◆ EXERCISE MATERIAL:
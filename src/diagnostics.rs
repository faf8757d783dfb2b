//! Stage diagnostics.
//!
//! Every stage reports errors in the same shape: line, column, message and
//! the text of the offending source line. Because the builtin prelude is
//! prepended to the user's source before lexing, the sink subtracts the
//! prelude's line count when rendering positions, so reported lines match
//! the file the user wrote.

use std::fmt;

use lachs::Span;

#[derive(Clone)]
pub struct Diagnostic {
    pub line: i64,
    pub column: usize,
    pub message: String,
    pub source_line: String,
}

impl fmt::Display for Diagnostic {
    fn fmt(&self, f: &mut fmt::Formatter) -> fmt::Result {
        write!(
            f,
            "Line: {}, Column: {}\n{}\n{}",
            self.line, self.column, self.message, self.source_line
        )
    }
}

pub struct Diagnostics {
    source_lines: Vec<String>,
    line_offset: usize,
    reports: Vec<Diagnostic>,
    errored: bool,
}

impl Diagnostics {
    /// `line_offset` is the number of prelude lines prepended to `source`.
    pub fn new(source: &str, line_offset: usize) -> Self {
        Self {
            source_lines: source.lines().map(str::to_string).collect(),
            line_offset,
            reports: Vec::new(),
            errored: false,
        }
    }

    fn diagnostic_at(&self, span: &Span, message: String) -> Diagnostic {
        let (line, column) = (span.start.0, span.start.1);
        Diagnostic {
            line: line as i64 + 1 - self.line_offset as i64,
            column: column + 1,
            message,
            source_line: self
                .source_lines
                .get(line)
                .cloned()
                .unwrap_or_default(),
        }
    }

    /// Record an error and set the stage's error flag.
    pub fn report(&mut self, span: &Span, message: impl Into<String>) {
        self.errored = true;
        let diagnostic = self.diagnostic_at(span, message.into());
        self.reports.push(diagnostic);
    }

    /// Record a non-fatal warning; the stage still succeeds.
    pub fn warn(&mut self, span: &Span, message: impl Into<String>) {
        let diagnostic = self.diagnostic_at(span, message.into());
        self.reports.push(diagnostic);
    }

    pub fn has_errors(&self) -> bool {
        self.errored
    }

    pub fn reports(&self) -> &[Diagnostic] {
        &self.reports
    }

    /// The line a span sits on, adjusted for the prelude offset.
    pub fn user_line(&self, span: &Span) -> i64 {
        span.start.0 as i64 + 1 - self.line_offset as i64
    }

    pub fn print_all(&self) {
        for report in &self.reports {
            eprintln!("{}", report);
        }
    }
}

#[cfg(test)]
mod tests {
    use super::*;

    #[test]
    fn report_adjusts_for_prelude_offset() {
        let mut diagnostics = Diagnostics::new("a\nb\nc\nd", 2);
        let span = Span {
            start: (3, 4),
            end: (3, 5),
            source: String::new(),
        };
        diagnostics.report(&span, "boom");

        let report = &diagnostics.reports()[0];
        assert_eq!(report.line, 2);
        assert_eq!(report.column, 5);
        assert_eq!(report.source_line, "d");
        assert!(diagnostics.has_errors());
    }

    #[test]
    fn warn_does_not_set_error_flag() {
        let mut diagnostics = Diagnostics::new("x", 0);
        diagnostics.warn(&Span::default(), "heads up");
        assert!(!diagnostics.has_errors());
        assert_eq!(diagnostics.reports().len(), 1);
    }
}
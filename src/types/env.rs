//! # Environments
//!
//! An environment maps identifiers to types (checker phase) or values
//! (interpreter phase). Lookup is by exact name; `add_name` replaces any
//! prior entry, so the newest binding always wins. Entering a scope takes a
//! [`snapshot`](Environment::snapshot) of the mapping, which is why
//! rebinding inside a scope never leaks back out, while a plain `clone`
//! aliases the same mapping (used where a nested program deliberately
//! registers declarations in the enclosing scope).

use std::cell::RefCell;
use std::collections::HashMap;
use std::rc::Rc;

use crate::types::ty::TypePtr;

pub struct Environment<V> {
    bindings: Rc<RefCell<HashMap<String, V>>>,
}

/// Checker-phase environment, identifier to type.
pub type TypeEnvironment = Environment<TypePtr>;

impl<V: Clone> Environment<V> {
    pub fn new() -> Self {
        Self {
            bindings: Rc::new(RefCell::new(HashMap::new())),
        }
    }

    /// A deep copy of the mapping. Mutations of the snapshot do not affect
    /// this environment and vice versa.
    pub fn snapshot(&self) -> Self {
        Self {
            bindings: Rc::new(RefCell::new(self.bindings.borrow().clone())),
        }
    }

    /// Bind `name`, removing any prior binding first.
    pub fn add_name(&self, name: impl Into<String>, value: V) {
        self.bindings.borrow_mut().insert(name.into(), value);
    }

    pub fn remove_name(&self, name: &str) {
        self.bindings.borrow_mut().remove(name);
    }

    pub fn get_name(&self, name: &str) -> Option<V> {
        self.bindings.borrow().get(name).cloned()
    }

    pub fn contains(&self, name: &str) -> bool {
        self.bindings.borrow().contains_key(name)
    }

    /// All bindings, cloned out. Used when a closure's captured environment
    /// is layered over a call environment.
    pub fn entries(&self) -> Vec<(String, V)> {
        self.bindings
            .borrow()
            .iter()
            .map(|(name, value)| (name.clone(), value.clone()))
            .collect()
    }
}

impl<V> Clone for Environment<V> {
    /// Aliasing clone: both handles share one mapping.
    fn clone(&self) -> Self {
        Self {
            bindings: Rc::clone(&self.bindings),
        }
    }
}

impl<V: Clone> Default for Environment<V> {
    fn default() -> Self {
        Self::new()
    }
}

==

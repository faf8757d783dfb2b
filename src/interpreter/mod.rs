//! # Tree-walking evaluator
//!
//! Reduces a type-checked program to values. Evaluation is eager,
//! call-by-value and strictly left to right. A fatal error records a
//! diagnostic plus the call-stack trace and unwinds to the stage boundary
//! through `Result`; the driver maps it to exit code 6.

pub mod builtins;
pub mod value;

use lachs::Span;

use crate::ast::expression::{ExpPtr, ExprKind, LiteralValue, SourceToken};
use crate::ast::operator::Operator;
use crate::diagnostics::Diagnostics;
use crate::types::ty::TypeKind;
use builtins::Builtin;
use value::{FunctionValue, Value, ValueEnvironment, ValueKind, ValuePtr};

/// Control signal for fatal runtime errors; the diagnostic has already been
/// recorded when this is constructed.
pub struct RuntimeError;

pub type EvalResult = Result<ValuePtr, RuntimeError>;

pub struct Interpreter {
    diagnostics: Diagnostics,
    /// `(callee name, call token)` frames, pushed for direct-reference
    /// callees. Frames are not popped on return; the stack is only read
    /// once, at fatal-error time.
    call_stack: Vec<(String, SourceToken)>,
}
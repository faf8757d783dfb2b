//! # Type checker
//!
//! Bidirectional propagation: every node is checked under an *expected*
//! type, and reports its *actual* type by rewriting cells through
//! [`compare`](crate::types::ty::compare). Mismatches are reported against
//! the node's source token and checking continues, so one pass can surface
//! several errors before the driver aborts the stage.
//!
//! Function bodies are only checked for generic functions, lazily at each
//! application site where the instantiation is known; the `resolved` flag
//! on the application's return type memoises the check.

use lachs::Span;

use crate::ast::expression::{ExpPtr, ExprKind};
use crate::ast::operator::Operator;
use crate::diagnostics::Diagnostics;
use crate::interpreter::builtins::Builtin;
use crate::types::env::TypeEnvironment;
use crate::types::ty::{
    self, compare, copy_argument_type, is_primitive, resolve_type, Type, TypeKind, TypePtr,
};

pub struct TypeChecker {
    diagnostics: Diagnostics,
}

...

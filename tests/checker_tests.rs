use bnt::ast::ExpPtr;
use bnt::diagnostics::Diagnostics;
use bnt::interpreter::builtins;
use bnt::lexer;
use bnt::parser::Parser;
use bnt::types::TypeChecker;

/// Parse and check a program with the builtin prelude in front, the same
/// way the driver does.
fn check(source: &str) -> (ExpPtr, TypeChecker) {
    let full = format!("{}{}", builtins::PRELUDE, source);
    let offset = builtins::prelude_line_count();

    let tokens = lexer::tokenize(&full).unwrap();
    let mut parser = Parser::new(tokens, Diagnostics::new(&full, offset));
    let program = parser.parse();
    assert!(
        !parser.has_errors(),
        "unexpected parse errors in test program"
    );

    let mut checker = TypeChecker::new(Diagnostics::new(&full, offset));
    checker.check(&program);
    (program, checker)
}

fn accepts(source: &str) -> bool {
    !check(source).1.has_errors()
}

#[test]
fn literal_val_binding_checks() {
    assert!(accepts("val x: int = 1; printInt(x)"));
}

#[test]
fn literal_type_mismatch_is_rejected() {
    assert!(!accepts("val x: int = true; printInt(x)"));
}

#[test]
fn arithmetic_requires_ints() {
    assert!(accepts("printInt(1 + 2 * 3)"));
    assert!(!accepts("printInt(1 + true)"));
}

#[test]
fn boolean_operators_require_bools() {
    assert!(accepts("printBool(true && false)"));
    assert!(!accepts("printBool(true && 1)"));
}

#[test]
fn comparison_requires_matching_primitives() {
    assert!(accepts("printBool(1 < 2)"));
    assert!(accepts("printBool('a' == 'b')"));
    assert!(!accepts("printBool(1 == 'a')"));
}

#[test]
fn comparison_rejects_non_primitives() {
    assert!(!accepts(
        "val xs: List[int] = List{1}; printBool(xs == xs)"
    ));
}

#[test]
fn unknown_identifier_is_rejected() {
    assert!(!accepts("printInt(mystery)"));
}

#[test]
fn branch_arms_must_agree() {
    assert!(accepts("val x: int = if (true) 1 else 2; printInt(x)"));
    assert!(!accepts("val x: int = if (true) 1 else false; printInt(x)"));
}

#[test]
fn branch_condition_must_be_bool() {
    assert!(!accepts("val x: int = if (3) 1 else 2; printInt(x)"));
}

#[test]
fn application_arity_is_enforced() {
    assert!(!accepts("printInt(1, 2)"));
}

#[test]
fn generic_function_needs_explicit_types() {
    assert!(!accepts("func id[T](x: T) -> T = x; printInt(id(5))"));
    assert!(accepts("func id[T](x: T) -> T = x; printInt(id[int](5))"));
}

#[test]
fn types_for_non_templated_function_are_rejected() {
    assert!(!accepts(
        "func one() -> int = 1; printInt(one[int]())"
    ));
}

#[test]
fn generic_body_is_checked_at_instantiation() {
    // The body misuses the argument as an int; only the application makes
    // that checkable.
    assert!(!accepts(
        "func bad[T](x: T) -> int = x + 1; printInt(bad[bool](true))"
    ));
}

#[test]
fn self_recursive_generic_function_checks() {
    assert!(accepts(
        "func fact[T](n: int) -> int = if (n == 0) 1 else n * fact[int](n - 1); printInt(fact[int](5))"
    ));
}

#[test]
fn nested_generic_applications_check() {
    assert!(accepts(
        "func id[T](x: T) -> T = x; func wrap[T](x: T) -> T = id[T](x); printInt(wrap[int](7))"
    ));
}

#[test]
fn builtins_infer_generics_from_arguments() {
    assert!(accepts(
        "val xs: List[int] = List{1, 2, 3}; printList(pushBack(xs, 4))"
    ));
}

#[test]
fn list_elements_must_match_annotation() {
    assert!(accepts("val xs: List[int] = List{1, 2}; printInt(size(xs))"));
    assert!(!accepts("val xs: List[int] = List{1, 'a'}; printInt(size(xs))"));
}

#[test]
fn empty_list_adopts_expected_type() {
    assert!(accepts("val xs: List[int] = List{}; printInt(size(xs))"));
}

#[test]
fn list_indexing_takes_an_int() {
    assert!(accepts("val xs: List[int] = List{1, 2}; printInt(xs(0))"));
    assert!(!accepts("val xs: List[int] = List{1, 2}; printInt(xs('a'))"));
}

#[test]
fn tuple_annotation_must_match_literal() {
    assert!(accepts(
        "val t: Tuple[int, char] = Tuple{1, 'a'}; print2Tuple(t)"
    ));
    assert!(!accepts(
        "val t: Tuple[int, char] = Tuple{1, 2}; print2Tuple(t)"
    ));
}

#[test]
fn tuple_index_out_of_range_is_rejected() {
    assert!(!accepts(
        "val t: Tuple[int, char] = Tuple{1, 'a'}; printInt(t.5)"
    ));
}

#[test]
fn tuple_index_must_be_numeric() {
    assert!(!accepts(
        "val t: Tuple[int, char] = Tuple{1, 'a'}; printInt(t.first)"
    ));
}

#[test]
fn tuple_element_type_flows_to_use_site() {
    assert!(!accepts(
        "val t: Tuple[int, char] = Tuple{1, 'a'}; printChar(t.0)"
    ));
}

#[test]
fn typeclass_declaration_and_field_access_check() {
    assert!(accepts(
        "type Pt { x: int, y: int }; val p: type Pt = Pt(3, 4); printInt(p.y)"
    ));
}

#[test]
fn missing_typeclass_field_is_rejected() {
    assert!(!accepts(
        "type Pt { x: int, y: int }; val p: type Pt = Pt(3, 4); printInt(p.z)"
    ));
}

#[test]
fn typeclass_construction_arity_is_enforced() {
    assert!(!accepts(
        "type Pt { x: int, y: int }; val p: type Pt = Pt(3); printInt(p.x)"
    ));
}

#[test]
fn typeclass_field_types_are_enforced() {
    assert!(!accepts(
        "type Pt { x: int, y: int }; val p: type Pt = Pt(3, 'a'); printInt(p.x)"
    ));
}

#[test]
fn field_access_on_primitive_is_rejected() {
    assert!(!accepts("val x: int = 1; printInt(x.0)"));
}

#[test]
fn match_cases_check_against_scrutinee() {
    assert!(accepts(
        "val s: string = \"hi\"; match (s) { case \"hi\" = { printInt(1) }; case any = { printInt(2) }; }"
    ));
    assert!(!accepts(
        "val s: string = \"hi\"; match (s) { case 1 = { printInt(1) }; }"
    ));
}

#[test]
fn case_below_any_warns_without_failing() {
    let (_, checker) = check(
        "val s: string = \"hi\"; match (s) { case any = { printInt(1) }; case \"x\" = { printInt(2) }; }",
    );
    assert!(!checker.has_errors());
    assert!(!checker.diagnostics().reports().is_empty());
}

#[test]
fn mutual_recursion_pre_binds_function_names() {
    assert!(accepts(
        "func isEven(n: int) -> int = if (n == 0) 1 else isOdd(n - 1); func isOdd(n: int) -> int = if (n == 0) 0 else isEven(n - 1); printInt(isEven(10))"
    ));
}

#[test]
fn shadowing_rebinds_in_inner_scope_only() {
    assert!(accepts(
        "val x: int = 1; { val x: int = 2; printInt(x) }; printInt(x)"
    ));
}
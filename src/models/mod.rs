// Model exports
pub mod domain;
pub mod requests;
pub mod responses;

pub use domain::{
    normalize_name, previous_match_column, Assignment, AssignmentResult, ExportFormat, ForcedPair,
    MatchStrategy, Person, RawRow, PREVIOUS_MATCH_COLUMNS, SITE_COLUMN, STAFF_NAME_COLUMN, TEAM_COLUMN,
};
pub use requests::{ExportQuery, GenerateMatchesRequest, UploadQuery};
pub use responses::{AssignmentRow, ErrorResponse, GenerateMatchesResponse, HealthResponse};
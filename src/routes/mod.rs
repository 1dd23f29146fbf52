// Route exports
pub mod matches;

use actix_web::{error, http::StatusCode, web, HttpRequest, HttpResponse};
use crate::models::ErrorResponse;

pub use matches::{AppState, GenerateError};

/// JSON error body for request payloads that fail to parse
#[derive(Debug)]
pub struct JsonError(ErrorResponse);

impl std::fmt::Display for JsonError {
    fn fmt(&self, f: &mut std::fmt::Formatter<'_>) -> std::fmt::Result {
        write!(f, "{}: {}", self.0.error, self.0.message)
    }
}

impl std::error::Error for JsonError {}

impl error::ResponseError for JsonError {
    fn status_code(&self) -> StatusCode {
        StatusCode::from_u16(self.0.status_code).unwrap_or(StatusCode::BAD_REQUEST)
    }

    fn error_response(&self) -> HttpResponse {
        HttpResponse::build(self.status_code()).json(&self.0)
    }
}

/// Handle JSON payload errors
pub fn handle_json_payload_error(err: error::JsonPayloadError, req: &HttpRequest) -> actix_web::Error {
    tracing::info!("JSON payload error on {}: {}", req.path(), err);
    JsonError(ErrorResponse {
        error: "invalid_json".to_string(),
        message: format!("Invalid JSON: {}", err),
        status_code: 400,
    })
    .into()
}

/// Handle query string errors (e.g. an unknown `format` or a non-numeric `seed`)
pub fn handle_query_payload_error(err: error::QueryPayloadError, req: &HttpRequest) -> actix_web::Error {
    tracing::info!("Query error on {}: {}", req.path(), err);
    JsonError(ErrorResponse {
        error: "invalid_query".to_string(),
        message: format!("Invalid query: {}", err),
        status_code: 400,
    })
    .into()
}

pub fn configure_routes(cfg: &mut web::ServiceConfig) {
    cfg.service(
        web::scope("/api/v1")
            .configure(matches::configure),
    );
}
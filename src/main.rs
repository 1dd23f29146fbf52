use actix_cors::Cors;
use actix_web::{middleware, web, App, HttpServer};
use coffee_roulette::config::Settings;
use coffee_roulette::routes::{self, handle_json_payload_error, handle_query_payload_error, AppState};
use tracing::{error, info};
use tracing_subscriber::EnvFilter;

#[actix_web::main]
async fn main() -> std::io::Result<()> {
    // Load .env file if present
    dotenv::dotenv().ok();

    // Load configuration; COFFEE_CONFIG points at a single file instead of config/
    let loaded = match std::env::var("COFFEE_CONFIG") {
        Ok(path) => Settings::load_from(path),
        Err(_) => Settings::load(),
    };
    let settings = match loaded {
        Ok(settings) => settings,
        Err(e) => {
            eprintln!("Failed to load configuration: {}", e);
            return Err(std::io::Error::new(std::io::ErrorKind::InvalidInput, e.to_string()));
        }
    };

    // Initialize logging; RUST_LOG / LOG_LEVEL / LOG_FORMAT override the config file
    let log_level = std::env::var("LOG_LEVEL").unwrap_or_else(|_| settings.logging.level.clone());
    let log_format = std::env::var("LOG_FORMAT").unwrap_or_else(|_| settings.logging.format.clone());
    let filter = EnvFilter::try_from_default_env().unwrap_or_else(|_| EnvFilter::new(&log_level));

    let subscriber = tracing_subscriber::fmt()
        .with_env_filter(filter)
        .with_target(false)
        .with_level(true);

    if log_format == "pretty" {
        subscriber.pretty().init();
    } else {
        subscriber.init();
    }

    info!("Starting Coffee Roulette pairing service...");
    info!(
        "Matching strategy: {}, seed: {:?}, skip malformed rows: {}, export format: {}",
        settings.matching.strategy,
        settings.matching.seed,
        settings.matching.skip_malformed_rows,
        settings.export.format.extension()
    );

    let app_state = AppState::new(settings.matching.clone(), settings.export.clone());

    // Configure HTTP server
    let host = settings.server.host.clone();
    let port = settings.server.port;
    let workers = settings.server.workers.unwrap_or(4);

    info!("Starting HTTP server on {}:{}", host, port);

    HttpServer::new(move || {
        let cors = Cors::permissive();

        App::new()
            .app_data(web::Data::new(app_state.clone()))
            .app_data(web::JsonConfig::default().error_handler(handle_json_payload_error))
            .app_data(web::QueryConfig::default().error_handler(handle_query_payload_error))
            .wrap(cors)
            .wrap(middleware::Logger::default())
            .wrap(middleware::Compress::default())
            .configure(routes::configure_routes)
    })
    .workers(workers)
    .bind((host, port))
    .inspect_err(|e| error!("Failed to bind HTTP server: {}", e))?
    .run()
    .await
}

◆ WHAT THE TASK ASKS: Scan each line of the entries above for the word "RefCell" and report how many lines contain it, with nothing else.

◆ RESULT OF THIS EXERCISE: 4